Natali Vineyards is a winery in the Goshen section of Middle Township (mailing address is Cape May Court House) in Cape May County, New Jersey, USA. Formerly a pasture for horses, the vineyard was first planted in 2001, and opened to the public in 2007. Natali has seven acres of grapes under cultivation, and produces 1,800 cases of wine per year. The winery is named after the vintner and co-owner of the winery.

Wines
Natali Vineyards is located in the Outer Coastal Plain AVA and produces wine from 
Cabernet Franc, Cabernet Sauvignon, Chardonnay, Dolcetto, Merlot, Muscat blanc, Nebbiolo, Pinot gris, Sauvignon blanc, Syrah, Tempranillo, Trebbiano, Viognier and Zinfandel grapes.

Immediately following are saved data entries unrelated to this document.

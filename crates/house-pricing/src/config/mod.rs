use std::env;
use std::fmt;
use std::net::{IpAddr, SocketAddr};
use std::time::Duration;

/// Distinguishes runtime behavior for different stages of the service.
#[derive(Debug, Clone, Copy, PartialEq, Eq)]
pub enum AppEnvironment {
    Development,
    Test,
    Production,
}

impl AppEnvironment {
    fn from_str(value: &str) -> Self {
        match value.trim().to_ascii_lowercase().as_str() {
            "prod" | "production" => Self::Production,
            "test" | "ci" => Self::Test,
            _ => Self::Development,
        }
    }
}

/// Top-level configuration for the application.
#[derive(Debug, Clone)]
pub struct AppConfig {
    pub environment: AppEnvironment,
    pub server: ServerConfig,
    pub telemetry: TelemetryConfig,
    pub prediction: PredictionConfig,
}

impl AppConfig {
    pub fn load() -> Result<Self, ConfigError> {
        dotenvy::dotenv().ok();

        let environment = AppEnvironment::from_str(
            &env::var("APP_ENV").unwrap_or_else(|_| "development".to_string()),
        );

        let host = env::var("APP_HOST").unwrap_or_else(|_| "127.0.0.1".to_string());
        let port = env::var("APP_PORT")
            .unwrap_or_else(|_| "3000".to_string())
            .parse::<u16>()
            .map_err(|_| ConfigError::InvalidPort)?;

        let log_level = env::var("APP_LOG_LEVEL").unwrap_or_else(|_| "info".to_string());

        Ok(Self {
            environment,
            server: ServerConfig { host, port },
            telemetry: TelemetryConfig { log_level },
            prediction: PredictionConfig::from_env()?,
        })
    }
}

/// Settings controlling the HTTP server binding.
#[derive(Debug, Clone)]
pub struct ServerConfig {
    pub host: String,
    pub port: u16,
}

impl ServerConfig {
    pub fn socket_addr(&self) -> Result<SocketAddr, ConfigError> {
        if self.host.eq_ignore_ascii_case("localhost") {
            return Ok(SocketAddr::new(IpAddr::from([127, 0, 0, 1]), self.port));
        }

        let ip: IpAddr = self
            .host
            .parse()
            .map_err(|source| ConfigError::InvalidHost { source })?;

        Ok(SocketAddr::new(ip, self.port))
    }
}

/// Tracing controls.
#[derive(Debug, Clone)]
pub struct TelemetryConfig {
    pub log_level: String,
}

/// Cosmetic timings and randomness applied around each estimate.
#[derive(Debug, Clone, PartialEq, Eq)]
pub struct PredictionConfig {
    pub delay: Duration,
    pub jitter: Duration,
    pub save_delay: Duration,
    pub notification_ttl: Duration,
    pub random_seed: Option<u64>,
}

impl Default for PredictionConfig {
    fn default() -> Self {
        Self {
            delay: Duration::from_millis(2000),
            jitter: Duration::from_millis(1000),
            save_delay: Duration::from_millis(1000),
            notification_ttl: Duration::from_millis(4000),
            random_seed: None,
        }
    }
}

impl PredictionConfig {
    /// Zero delays, for tests and scripted runs.
    pub fn immediate() -> Self {
        Self {
            delay: Duration::ZERO,
            jitter: Duration::ZERO,
            save_delay: Duration::ZERO,
            ..Self::default()
        }
    }

    fn from_env() -> Result<Self, ConfigError> {
        let defaults = Self::default();

        let random_seed = match env::var("APP_RANDOM_SEED") {
            Ok(raw) if !raw.trim().is_empty() => {
                Some(raw.trim().parse::<u64>().map_err(|_| ConfigError::InvalidNumber {
                    variable: "APP_RANDOM_SEED",
                    value: raw,
                })?)
            }
            _ => None,
        };

        Ok(Self {
            delay: millis_from_env("APP_PREDICTION_DELAY_MS", defaults.delay)?,
            jitter: millis_from_env("APP_PREDICTION_JITTER_MS", defaults.jitter)?,
            save_delay: millis_from_env("APP_SAVE_DELAY_MS", defaults.save_delay)?,
            notification_ttl: millis_from_env("APP_NOTIFICATION_TTL_MS", defaults.notification_ttl)?,
            random_seed,
        })
    }
}

fn millis_from_env(variable: &'static str, fallback: Duration) -> Result<Duration, ConfigError> {
    match env::var(variable) {
        Ok(raw) => raw
            .trim()
            .parse::<u64>()
            .map(Duration::from_millis)
            .map_err(|_| ConfigError::InvalidNumber {
                variable,
                value: raw,
            }),
        Err(_) => Ok(fallback),
    }
}

#[derive(Debug)]
pub enum ConfigError {
    InvalidPort,
    InvalidHost { source: std::net::AddrParseError },
    InvalidNumber { variable: &'static str, value: String },
}

impl fmt::Display for ConfigError {
    fn fmt(&self, f: &mut fmt::Formatter<'_>) -> fmt::Result {
        match self {
            ConfigError::InvalidPort => write!(f, "APP_PORT must be a valid u16"),
            ConfigError::InvalidHost { .. } => {
                write!(f, "APP_HOST must parse to an IPv4 or IPv6 address")
            }
            ConfigError::InvalidNumber { variable, value } => {
                write!(f, "{variable} must be a non-negative integer, got '{value}'")
            }
        }
    }
}

impl std::error::Error for ConfigError {
    fn source(&self) -> Option<&(dyn std::error::Error + 'static)> {
        match self {
            ConfigError::InvalidPort | ConfigError::InvalidNumber { .. } => None,
            ConfigError::InvalidHost { source } => Some(source),
        }
    }
}
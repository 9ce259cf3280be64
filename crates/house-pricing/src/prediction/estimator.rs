use std::sync::Arc;

use serde::{Deserialize, Serialize};
use tracing::debug;

use super::domain::{FurnishingStatus, HouseAttributes, PricePrediction};
use super::noise::NoiseSource;

/// Weights behind the synthetic estimate. All amounts are rupees.
#[derive(Debug, Clone, PartialEq, Serialize, Deserialize)]
pub struct PricingRules {
    pub base_rate_per_sqft: u64,
    pub prefarea_rate: u64,
    pub mainroad_rate: u64,
    pub basement_rate: u64,
    pub hotwaterheating_rate: u64,
    pub airconditioning_rate: u64,
    pub guestroom_rate: u64,
    pub extra_bedroom: u64,
    pub extra_bathroom: u64,
    pub extra_story: u64,
    pub per_parking_space: u64,
    pub furnished_bonus: u64,
    pub semi_furnished_bonus: u64,
    pub variation: (f64, f64),
    pub confidence: (f64, f64),
    pub spacious_bedrooms: u32,
    pub max_factors: usize,
}

impl Default for PricingRules {
    fn default() -> Self {
        Self {
            base_rate_per_sqft: 500,
            prefarea_rate: 150,
            mainroad_rate: 100,
            basement_rate: 50,
            hotwaterheating_rate: 25,
            airconditioning_rate: 75,
            guestroom_rate: 50,
            extra_bedroom: 100_000,
            extra_bathroom: 150_000,
            extra_story: 200_000,
            per_parking_space: 100_000,
            furnished_bonus: 500_000,
            semi_furnished_bonus: 250_000,
            variation: (0.9, 1.1),
            confidence: (0.85, 0.95),
            spacious_bedrooms: 4,
            max_factors: 3,
        }
    }
}

/// Highlights surfaced next to an estimate, in priority order.
#[derive(Debug, Clone, Copy, PartialEq, Eq, Serialize, Deserialize)]
#[serde(rename_all = "snake_case")]
pub enum PriceFactor {
    PremiumLocation,
    MainRoadAccess,
    SpaciousLayout,
    BasementIncluded,
    FullyFurnished,
}

impl PriceFactor {
    pub const fn ordered() -> [Self; 5] {
        [
            Self::PremiumLocation,
            Self::MainRoadAccess,
            Self::SpaciousLayout,
            Self::BasementIncluded,
            Self::FullyFurnished,
        ]
    }

    pub const fn label(self) -> &'static str {
        match self {
            Self::PremiumLocation => "Premium location",
            Self::MainRoadAccess => "Main road access",
            Self::SpaciousLayout => "Spacious layout",
            Self::BasementIncluded => "Basement included",
            Self::FullyFurnished => "Fully furnished",
        }
    }

    fn applies(self, attrs: &HouseAttributes, rules: &PricingRules) -> bool {
        match self {
            Self::PremiumLocation => attrs.amenities.prefarea,
            Self::MainRoadAccess => attrs.amenities.mainroad,
            Self::SpaciousLayout => attrs.bedrooms >= rules.spacious_bedrooms,
            Self::BasementIncluded => attrs.amenities.basement,
            Self::FullyFurnished => attrs.furnishing == FurnishingStatus::Furnished,
        }
    }
}

/// Deterministic part of an estimate, before any variation is applied.
#[derive(Debug, Clone, Copy, PartialEq, Eq, Serialize, Deserialize)]
pub struct PriceBreakdown {
    pub rate_per_sqft: u64,
    pub area_value: u64,
    pub bedrooms_value: u64,
    pub bathrooms_value: u64,
    pub stories_value: u64,
    pub parking_value: u64,
    pub furnishing_value: u64,
    pub total: u64,
}

/// Applies [`PricingRules`] to validated attributes and mixes in noise.
#[derive(Clone)]
pub struct PriceEstimator {
    rules: PricingRules,
    noise: Arc<dyn NoiseSource>,
}

impl PriceEstimator {
    pub fn new(noise: Arc<dyn NoiseSource>) -> Self {
        Self::with_rules(PricingRules::default(), noise)
    }

    pub fn with_rules(rules: PricingRules, noise: Arc<dyn NoiseSource>) -> Self {
        Self { rules, noise }
    }

    pub fn rules(&self) -> &PricingRules {
        &self.rules
    }

    pub fn breakdown(&self, attrs: &HouseAttributes) -> PriceBreakdown {
        let rules = &self.rules;
        let amenities = &attrs.amenities;

        let mut rate_per_sqft = rules.base_rate_per_sqft;
        for (present, bonus) in [
            (amenities.prefarea, rules.prefarea_rate),
            (amenities.mainroad, rules.mainroad_rate),
            (amenities.basement, rules.basement_rate),
            (amenities.hotwaterheating, rules.hotwaterheating_rate),
            (amenities.airconditioning, rules.airconditioning_rate),
            (amenities.guestroom, rules.guestroom_rate),
        ] {
            if present {
                rate_per_sqft += bonus;
            }
        }

        let area_value = u64::from(attrs.area) * rate_per_sqft;
        // Counts below one contribute nothing instead of a negative amount.
        let bedrooms_value = u64::from(attrs.bedrooms.saturating_sub(1)) * rules.extra_bedroom;
        let bathrooms_value = u64::from(attrs.bathrooms.saturating_sub(1)) * rules.extra_bathroom;
        let stories_value = u64::from(attrs.stories.saturating_sub(1)) * rules.extra_story;
        let parking_value = u64::from(attrs.parking) * rules.per_parking_space;
        let furnishing_value = match attrs.furnishing {
            FurnishingStatus::Furnished => rules.furnished_bonus,
            FurnishingStatus::SemiFurnished => rules.semi_furnished_bonus,
            FurnishingStatus::Unfurnished => 0,
        };

        PriceBreakdown {
            rate_per_sqft,
            area_value,
            bedrooms_value,
            bathrooms_value,
            stories_value,
            parking_value,
            furnishing_value,
            total: area_value
                + bedrooms_value
                + bathrooms_value
                + stories_value
                + parking_value
                + furnishing_value,
        }
    }

    pub fn factors(&self, attrs: &HouseAttributes) -> Vec<PriceFactor> {
        PriceFactor::ordered()
            .into_iter()
            .filter(|factor| factor.applies(attrs, &self.rules))
            .take(self.rules.max_factors)
            .collect()
    }

    pub fn estimate(&self, attrs: &HouseAttributes) -> PricePrediction {
        let breakdown = self.breakdown(attrs);
        let (low, high) = self.rules.variation;
        let variation = self.noise.sample(low, high);
        let price = (breakdown.total as f64 * variation).round() as u64;

        let (low, high) = self.rules.confidence;
        let confidence = self.noise.sample(low, high);

        let factors = self
            .factors(attrs)
            .into_iter()
            .map(|factor| factor.label().to_string())
            .collect();

        debug!(
            base_total = breakdown.total,
            variation, price, confidence, "estimated house price"
        );

        PricePrediction {
            price,
            confidence,
            factors,
        }
    }
}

Natali also makes fruit wines from bananas, beach plums, blackberries, blueberries, cherries, cranberries, peaches, pineapples, plums and strawberries. It is the only winery in the world that produces wine from beach plums (Prunus maritima), a fruit that grows in coastal areas, and is often used to make jams. Natali is also the only New Jersey winery that uses bananas.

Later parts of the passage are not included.